Management of hip and knee dislocation
It is recommended to attempt closed reduction of the hip at the earliest to reduce the chances of avascular necrosis, neurovascular compromise, hip arthrosis [13]. There are multiple recommended techniques for hip reduction but when associated with knee dislocation, hip reduction becomes a challenge. Usually, hip reduction is done with knee and hip in 90/90 flexion and traction applied using the proximal leg as lever, which cannot be done in this setting due to knee dislocation. Freedman et al. performed the reduction with manual traction over the thigh [3]. Dubois et al. used Schanz pin over the femoral condyle and proximal femur to reduce the hip [6]. Jlidi et al. used 2 Steinmann pins over the femoral condyle to assist in hip reduction [16]. In our case, manual traction over the thigh and gentle manipulation helped in hip reduction. With respect to knee dislocation associated with multi-ligamentous injury, there remains a controversy between early and delayed surgical intervention. Few studies recommend early intervention to improve functional and clinical outcomes [22,24,25]. However, recent studies weigh on delayed surgery to avoid residual knee instability, stiffness, and flexion deformities associated with early surgery [26]. Considering the patient’s clinical condition, conservative management for the knee injury was adapted in our scenario and was able to reach a fully functioning knee without instability.
Rehabilitation
Simultaneous hip and knee fracture dislocation poses a great challenge to the surgeon in terms of prompt diagnosis and treatment. Extensive post-operative rehabilitation is crucial for achieving the desired clinical outcome. There is no available rehabilitation algorithm for such cases and the rehabilitation protocol must be exclusively tailored for each patient, considering the overall clinical condition of the patient and associated injuries.

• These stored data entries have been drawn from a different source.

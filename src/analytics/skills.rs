use std::cmp::Ordering;

use crate::records::Progress;

/// Skills surfaced per list on the dashboard.
pub const RANKING_SIZE: usize = 3;

/// Top skills (strongest first) and the skills needing attention
/// (weakest first). With fewer than six records the lists overlap.
#[derive(Debug, Clone, PartialEq)]
pub struct SkillRankings {
    pub strengths: Vec<Progress>,
    pub weaknesses: Vec<Progress>,
}

/// Ranks progress records by mastery. The sort is stable, so records
/// with equal mastery keep their input order.
pub fn rank_skills(progress: &[Progress]) -> SkillRankings {
    let mut sorted = progress.to_vec();
    sorted.sort_by(|a, b| {
        b.mastery_level
            .partial_cmp(&a.mastery_level)
            .unwrap_or(Ordering::Equal)
    });

    let strengths: Vec<Progress> = sorted.iter().take(RANKING_SIZE).cloned().collect();

    let tail_start = sorted.len().saturating_sub(RANKING_SIZE);
    let mut weaknesses: Vec<Progress> = sorted[tail_start..].to_vec();
    weaknesses.reverse();

    SkillRankings {
        strengths,
        weaknesses,
    }
}
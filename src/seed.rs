use chrono::Duration;
use rusqlite::Result;

use crate::clock::Clock;
use crate::records::{Difficulty, NewActivity, NewQuestion, Subject};
use crate::store::Store;

#[derive(Debug, Clone, Copy, PartialEq, Eq)]
pub struct SeedCounts {
    pub children: usize,
    pub levels: usize,
    pub questions: usize,
    pub activities: usize,
}

/// Loads a small demo family: two children, six levels across both
/// subjects, a question pool per unlocked level, and a week of
/// backdated activity so the dashboard has something to chart.
pub fn load_demo_data(store: &Store, clock: &dyn Clock) -> Result<SeedCounts> {
    let mia = store.create_child("Mia", 7, "fox")?;
    let leo = store.create_child("Leo", 5, "owl")?;

    let addition = store.create_level(Subject::Math, Difficulty::Easy, "addition", 1, false, 0)?;
    let subtraction =
        store.create_level(Subject::Math, Difficulty::Medium, "subtraction", 2, true, 3)?;
    store.create_level(Subject::Math, Difficulty::Hard, "multiplication", 3, true, 9)?;
    let phonics = store.create_level(Subject::Reading, Difficulty::Easy, "phonics", 1, false, 0)?;
    store.create_level(Subject::Reading, Difficulty::Medium, "sight-words", 2, true, 3)?;
    store.create_level(Subject::Reading, Difficulty::Hard, "rhyming", 3, true, 9)?;

    let mut questions = 0usize;
    questions += seed_addition_questions(store, addition)?;
    questions += seed_subtraction_questions(store, subtraction)?;
    questions += seed_phonics_questions(store, phonics)?;

    // A believable week of practice: Mia on math most days, Leo dipping
    // into reading a couple of times.
    let now = clock.now();
    let history = [
        (mia, addition, 6, 2, 7, 10, 420),
        (mia, addition, 5, 3, 9, 10, 380),
        (mia, addition, 3, 1, 5, 10, 600),
        (mia, phonics, 2, 2, 8, 10, 450),
        (mia, addition, 0, 3, 10, 10, 300),
        (leo, phonics, 4, 2, 7, 10, 510),
        (leo, phonics, 1, 1, 6, 10, 540),
    ];
    for &(child_id, level_id, days_back, stars, correct, total, seconds) in &history {
        store.create_activity(&NewActivity {
            child_id,
            level_id,
            completed_at: Some(now - Duration::days(days_back)),
            stars_earned: stars,
            correct_answers: correct,
            total_questions: total,
            time_spent_seconds: seconds,
        })?;
    }

    store.create_progress(mia, Subject::Math, "addition", 84.0)?;
    store.create_progress(mia, Subject::Reading, "phonics", 80.0)?;
    store.create_progress(leo, Subject::Reading, "phonics", 65.0)?;

    let mut mia_child = store
        .get_child(mia)?
        .ok_or(rusqlite::Error::QueryReturnedNoRows)?;
    mia_child.total_stars = 11;
    mia_child.current_level = 2;
    store.update_child(&mia_child)?;

    let mut leo_child = store
        .get_child(leo)?
        .ok_or(rusqlite::Error::QueryReturnedNoRows)?;
    leo_child.total_stars = 3;
    leo_child.current_level = 2;
    store.update_child(&leo_child)?;

    Ok(SeedCounts {
        children: 2,
        levels: 6,
        questions,
        activities: history.len(),
    })
}

fn seed_addition_questions(store: &Store, level_id: i64) -> Result<usize> {
    let pairs = [
        (2, 3),
        (4, 5),
        (1, 7),
        (6, 2),
        (3, 3),
        (5, 5),
        (8, 1),
        (4, 4),
        (7, 2),
        (6, 3),
        (2, 9),
        (5, 3),
    ];
    for (a, b) in pairs {
        let answer = a + b;
        store.create_question(&NewQuestion {
            level_id,
            subject: Subject::Math,
            kind: "addition".to_string(),
            prompt: format!("{a} + {b} = ?"),
            correct_answer: answer.to_string(),
            description: None,
            image: None,
            options: vec![
                answer.to_string(),
                (answer + 1).to_string(),
                (answer - 1).to_string(),
                (answer + 2).to_string(),
            ],
        })?;
    }
    Ok(pairs.len())
}

fn seed_subtraction_questions(store: &Store, level_id: i64) -> Result<usize> {
    let pairs = [(9, 4), (8, 3), (7, 2), (10, 6), (6, 1), (9, 7), (5, 2), (8, 5), (7, 4), (10, 3)];
    for (a, b) in pairs {
        let answer = a - b;
        store.create_question(&NewQuestion {
            level_id,
            subject: Subject::Math,
            kind: "subtraction".to_string(),
            prompt: format!("{a} - {b} = ?"),
            correct_answer: answer.to_string(),
            description: None,
            image: None,
            options: vec![
                answer.to_string(),
                (answer + 1).to_string(),
                (answer + 2).to_string(),
                (answer.max(1) - 1).to_string(),
            ],
        })?;
    }
    Ok(pairs.len())
}

fn seed_phonics_questions(store: &Store, level_id: i64) -> Result<usize> {
    let items = [
        ("Which word starts with B?", "Ball", ["Ball", "Cat", "Dog", "Sun"]),
        ("Which word starts with S?", "Sun", ["Map", "Sun", "Hat", "Pig"]),
        ("Which word starts with C?", "Cat", ["Bed", "Fox", "Cat", "Ant"]),
        ("Which word starts with D?", "Dog", ["Egg", "Owl", "Bee", "Dog"]),
        ("Which word starts with M?", "Moon", ["Moon", "Star", "Tree", "Fish"]),
        ("Which word starts with T?", "Tree", ["Book", "Tree", "Lamp", "Door"]),
        ("Which word starts with F?", "Fish", ["Goat", "Hen", "Fish", "Cow"]),
        ("Which word starts with H?", "Hat", ["Cup", "Pen", "Bag", "Hat"]),
        ("Which word starts with P?", "Pig", ["Pig", "Duck", "Frog", "Bear"]),
        ("Which word starts with L?", "Lamp", ["Nest", "Lamp", "Ring", "Sock"]),
    ];
    for (prompt, answer, options) in items {
        store.create_question(&NewQuestion {
            level_id,
            subject: Subject::Reading,
            kind: "phonics".to_string(),
            prompt: prompt.to_string(),
            correct_answer: answer.to_string(),
            description: Some("Sound it out".to_string()),
            image: None,
            options: options.iter().map(|o| o.to_string()).collect(),
        })?;
    }
    Ok(items.len())
}
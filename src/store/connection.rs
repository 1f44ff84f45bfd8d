use log::{debug, error};
use rusqlite::Connection;
use rusqlite::Result;

// Embed migrations from the migrations directory
refinery::embed_migrations!("migrations");

/// Opens the SQLite store and brings its schema up to date.
pub fn init_connection(db_path: &str) -> Result<Connection> {
    let mut conn = Connection::open(db_path)?;

    match migrations::runner().run(&mut conn) {
        Ok(report) => {
            debug!(
                "Applied {} store migration(s)",
                report.applied_migrations().len()
            );
        }
        Err(e) => {
            error!("Store migration failed: {}", e);
            return Err(rusqlite::Error::ExecuteReturnedResults);
        }
    }

    Ok(conn)
}
pub mod skills;
pub mod summary;
pub mod weekly;

pub use skills::{RANKING_SIZE, SkillRankings, rank_skills};
pub use summary::{ActivitySummary, TimeWindow, filter_by_window, summarize};
pub use weekly::{DayBucket, WEEK_WINDOW_DAYS, bucket_by_day};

Ipsilateral hip and knee dislocation presents a formidable challenge, demanding swift diagnosis and precise management to ensure good clinical outcome. This rare injury highlights the need for patient-centered approach. Through timely intervention and tailored rehabilitation, even the most complex injuries can achieve remarkable recoveries, redefining the limits of trauma care.
Ipsilateral traumatic pipkin fracture dislocation and knee dislocation are a very rare presentation that requires high level of clinical suspicion for prompt diagnosis and early intervention. It is important to rule out other associated injuries in such high-velocity trauma. Early reduction of the dislocated joints and timely surgical intervention if warranted followed by patient-centric rehabilitation is vital for good clinical outcome.